With its low-pollution and lower carbon characteristics, methanol is considered a viable drop-in replacement fuel available in the market. This offers cost advantages in terms of upfront capital and operational expenses compared to current fuel choices.

Moreover, adopting methanol as a marine fuel supports compliance with the International Maritime Organization’s (IMO) 2030 carbon emission reduction target and facilitates a pathway towards achieving net carbon-neutral operations.

Although methanol has certain drawbacks, such as toxicity, high corrosiveness, low energy density, and a low flashpoint leading to increased fire and explosion hazards, it burns cleanly compared to conventional fuel oil. It produces minimal sulphur oxides, particulate matter, and soot emissions during combustion. Additionally, its lighter-than-water nature makes it highly miscible, which means it can rapidly dissolve in seawater in the event of a spill.

Considering these factors, methanol presents a suitable marine fuel option that can contribute to more sustainable shipping practices.
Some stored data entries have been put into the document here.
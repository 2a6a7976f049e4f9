//! Checkout: payment orders and gateway callbacks
//!
//! Creating an order re-derives the amount owed from the stored schedule and
//! refuses any claimed amount that differs. The gateway callback for an order
//! is verified, then handed to the reconciler with the gateway's transaction
//! id as the external reference.
//!
//! Captured money is never partly applied. When the confirmed amount no
//! longer settles whole installments (a late fee was assessed after the
//! order was priced, or the installments were paid another way) the order
//! moves to [`OrderStatus::Review`] with the gateway transaction recorded,
//! and the callback is acknowledged so the gateway stops redelivering.

use chrono::{DateTime, Utc};
use rust_decimal::Decimal;
use serde::{Deserialize, Serialize};
use std::fmt;
use std::str::FromStr;
use std::sync::Arc;

use core_kernel::{InstallmentId, LoanId, PartyId, PaymentOrderId};

use crate::error::LendingError;
use crate::gateway::{GatewayAdapter, GatewayEvent, SignedGatewayRequest};
use crate::loan::amount_due;
use crate::ports::{LoanRequestPort, PaymentOrderPort, RepaymentPort};
use crate::reconciler::{ApplyOutcome, PaymentConfirmation, PaymentReconciler};
use crate::request::{Actor, Role};
use crate::workflow::Guard;

#[derive(Debug, Clone, Copy, PartialEq, Eq, Hash, Serialize, Deserialize)]
#[serde(rename_all = "snake_case")]
pub enum OrderStatus {
    Created,
    Completed,
    Failed,
    /// Money was captured but could not be applied as priced
    Review,
}

impl OrderStatus {
    pub fn as_str(&self) -> &'static str {
        match self {
            OrderStatus::Created => "created",
            OrderStatus::Completed => "completed",
            OrderStatus::Failed => "failed",
            OrderStatus::Review => "review",
        }
    }
}

impl fmt::Display for OrderStatus {
    fn fmt(&self, f: &mut fmt::Formatter<'_>) -> fmt::Result {
        f.write_str(self.as_str())
    }
}

impl FromStr for OrderStatus {
    type Err = LendingError;

    fn from_str(s: &str) -> Result<Self, Self::Err> {
        match s {
            "created" => Ok(OrderStatus::Created),
            "completed" => Ok(OrderStatus::Completed),
            "failed" => Ok(OrderStatus::Failed),
            "review" => Ok(OrderStatus::Review),
            other => Err(LendingError::validation(format!("Unknown order status: {}", other))),
        }
    }
}

/// A checkout attempt for one or more installments
#[derive(Debug, Clone, PartialEq, Serialize, Deserialize)]
pub struct PaymentOrder {
    pub id: PaymentOrderId,
    /// Our id for the order as known to the gateway
    pub merchant_transaction_id: String,
    pub loan_id: LoanId,
    /// Earliest open installment at order time
    pub installment_id: InstallmentId,
    pub installment_count: u32,
    pub amount: Decimal,
    pub status: OrderStatus,
    pub gateway_transaction_id: Option<String>,
    pub created_by: PartyId,
    pub created_at: DateTime<Utc>,
    pub updated_at: DateTime<Utc>,
}

/// Input for creating an order
#[derive(Debug, Clone, PartialEq)]
pub struct CreateOrder {
    pub loan_id: LoanId,
    pub installment_id: InstallmentId,
    pub installment_count: u32,
    pub claimed_amount: Decimal,
}

#[derive(Debug, Clone, PartialEq, Serialize)]
pub struct CheckoutOrder {
    pub order: PaymentOrder,
    pub gateway_request: SignedGatewayRequest,
}

/// What a verified callback did
#[derive(Debug, Clone, PartialEq, Serialize)]
#[serde(tag = "result", rename_all = "snake_case")]
pub enum CallbackOutcome {
    Payment { order_id: PaymentOrderId, outcome: ApplyOutcome },
    OrderFailed { order_id: PaymentOrderId, code: String },
    Pending { order_id: PaymentOrderId },
    /// Captured but unapplied; the order awaits manual settlement
    HeldForReview {
        order_id: PaymentOrderId,
        confirmed: Decimal,
        reason: String,
    },
}

pub struct CheckoutService {
    requests: Arc<dyn LoanRequestPort>,
    repayments: Arc<dyn RepaymentPort>,
    orders: Arc<dyn PaymentOrderPort>,
    gateway: GatewayAdapter,
    reconciler: Arc<PaymentReconciler>,
}

impl CheckoutService {
    pub fn new(
        requests: Arc<dyn LoanRequestPort>,
        repayments: Arc<dyn RepaymentPort>,
        orders: Arc<dyn PaymentOrderPort>,
        gateway: GatewayAdapter,
        reconciler: Arc<PaymentReconciler>,
    ) -> Self {
        Self {
            requests,
            repayments,
            orders,
            gateway,
            reconciler,
        }
    }

    /// Validates the claimed amount against the schedule and opens an order
    pub async fn create_order(&self, actor: &Actor, input: CreateOrder) -> Result<CheckoutOrder, LendingError> {
        let loan = self.repayments.get_loan(input.loan_id).await?;
        if actor.role != Role::Admin {
            let request = self.requests.get_request(loan.request_id).await?;
            if request.customer_id != actor.id {
                return Err(LendingError::Forbidden { guard: Guard::Ownership });
            }
        }
        if !loan.is_active() {
            return Err(LendingError::validation(format!("Loan {} is {}", loan.id, loan.status)));
        }

        let mut open: Vec<_> = self
            .repayments
            .installments(loan.id)
            .await?
            .into_iter()
            .filter(|i| i.status.is_open())
            .collect();
        open.sort_by_key(|i| (i.due_date, i.sequence));

        let first = open
            .first()
            .ok_or_else(|| LendingError::NothingToApply(loan.id.to_string()))?;
        if first.id != input.installment_id {
            return Err(LendingError::validation(format!(
                "Installment {} is not the earliest open installment",
                input.installment_id
            )));
        }
        let expected = amount_due(&open, input.installment_count)?;
        if expected != input.claimed_amount {
            tracing::warn!(
                loan_id = %loan.id,
                expected = %expected,
                claimed = %input.claimed_amount,
                "Rejected order with mismatched amount"
            );
            return Err(LendingError::AmountMismatch {
                expected,
                claimed: input.claimed_amount,
            });
        }

        let now = Utc::now();
        let id = PaymentOrderId::new_v7();
        let order = PaymentOrder {
            id,
            merchant_transaction_id: format!("MT{}", id.as_uuid().simple()),
            loan_id: loan.id,
            installment_id: input.installment_id,
            installment_count: input.installment_count,
            amount: expected,
            status: OrderStatus::Created,
            gateway_transaction_id: None,
            created_by: actor.id,
            created_at: now,
            updated_at: now,
        };
        let gateway_request = self.gateway.payment_request(&order)?;
        self.orders.insert_order(&order).await?;

        tracing::info!(
            loan_id = %order.loan_id,
            order = %order.merchant_transaction_id,
            amount = %order.amount,
            installments = order.installment_count,
            "Payment order created"
        );
        Ok(CheckoutOrder { order, gateway_request })
    }

    /// Verifies and applies a gateway callback
    ///
    /// Repeated deliveries of a confirmed callback return
    /// [`ApplyOutcome::AlreadyProcessed`].
    pub async fn handle_callback(&self, payload: &str, signature: &str) -> Result<CallbackOutcome, LendingError> {
        let event = self.gateway.parse_callback(payload, signature).map_err(|error| {
            tracing::warn!(error = %error, "Rejected gateway callback");
            error
        })?;

        let mut order = self
            .orders
            .order_by_merchant_transaction(event.merchant_transaction_id())
            .await?;

        match event {
            GatewayEvent::PaymentConfirmed {
                transaction_id,
                amount,
                method,
                ..
            } => {
                if order.status == OrderStatus::Review {
                    return Ok(CallbackOutcome::HeldForReview {
                        order_id: order.id,
                        confirmed: amount,
                        reason: "order is already held for review".to_string(),
                    });
                }
                if amount != order.amount {
                    let reason = format!("gateway confirmed {} against an order of {}", amount, order.amount);
                    return self.hold_for_review(order, transaction_id, amount, reason).await;
                }

                let applied = self
                    .reconciler
                    .apply_payment(PaymentConfirmation {
                        loan_id: order.loan_id,
                        external_reference: transaction_id.clone(),
                        amount,
                        installment_count: order.installment_count,
                        method,
                        processed_by: Actor::system().id,
                    })
                    .await;
                let outcome = match applied {
                    Ok(outcome) => outcome,
                    Err(error @ (LendingError::AmountMismatch { .. } | LendingError::NothingToApply(_))) => {
                        return self.hold_for_review(order, transaction_id, amount, error.to_string()).await;
                    }
                    Err(error) => return Err(error),
                };

                if order.status != OrderStatus::Completed {
                    order.status = OrderStatus::Completed;
                    order.gateway_transaction_id = Some(transaction_id);
                    order.updated_at = Utc::now();
                    self.orders.update_order(&order).await?;
                }
                Ok(CallbackOutcome::Payment { order_id: order.id, outcome })
            }
            GatewayEvent::PaymentFailed { code, .. } => {
                if order.status == OrderStatus::Created {
                    order.status = OrderStatus::Failed;
                    order.updated_at = Utc::now();
                    self.orders.update_order(&order).await?;
                }
                tracing::info!(order = %order.merchant_transaction_id, code = %code, "Gateway reported failure");
                Ok(CallbackOutcome::OrderFailed { order_id: order.id, code })
            }
            GatewayEvent::PaymentPending { .. } => Ok(CallbackOutcome::Pending { order_id: order.id }),
        }
    }

    async fn hold_for_review(
        &self,
        mut order: PaymentOrder,
        transaction_id: String,
        confirmed: Decimal,
        reason: String,
    ) -> Result<CallbackOutcome, LendingError> {
        tracing::warn!(
            order = %order.merchant_transaction_id,
            transaction = %transaction_id,
            confirmed = %confirmed,
            reason = %reason,
            "Captured payment held for review"
        );
        order.status = OrderStatus::Review;
        order.gateway_transaction_id = Some(transaction_id);
        order.updated_at = Utc::now();
        self.orders.update_order(&order).await?;

        Ok(CallbackOutcome::HeldForReview {
            order_id: order.id,
            confirmed,
            reason,
        })
    }
}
The Methanol Institute is monitoring over 80 production projects that aim to produce more than 8 million tons of renewable methanol annually by 2027. Presently, a significant portion of methanol demand is met through the production of brown and grey methanol, derived from coal or natural gas as feedstock. However, the successful utilization of methanol as a marine fuel depends on scaling up the production of blue and green methanol while considering CO2 life cycle accounting on an international level.

The institute is monitoring 90 such projects, which are expected to produce almost 9 million tons of methanol annually upon becoming operational (by 2027). While not all of this production will be dedicated to shipping use, some of these projects are specifically aimed at supplying methanol for the maritime industry’s sustainable fuel needs.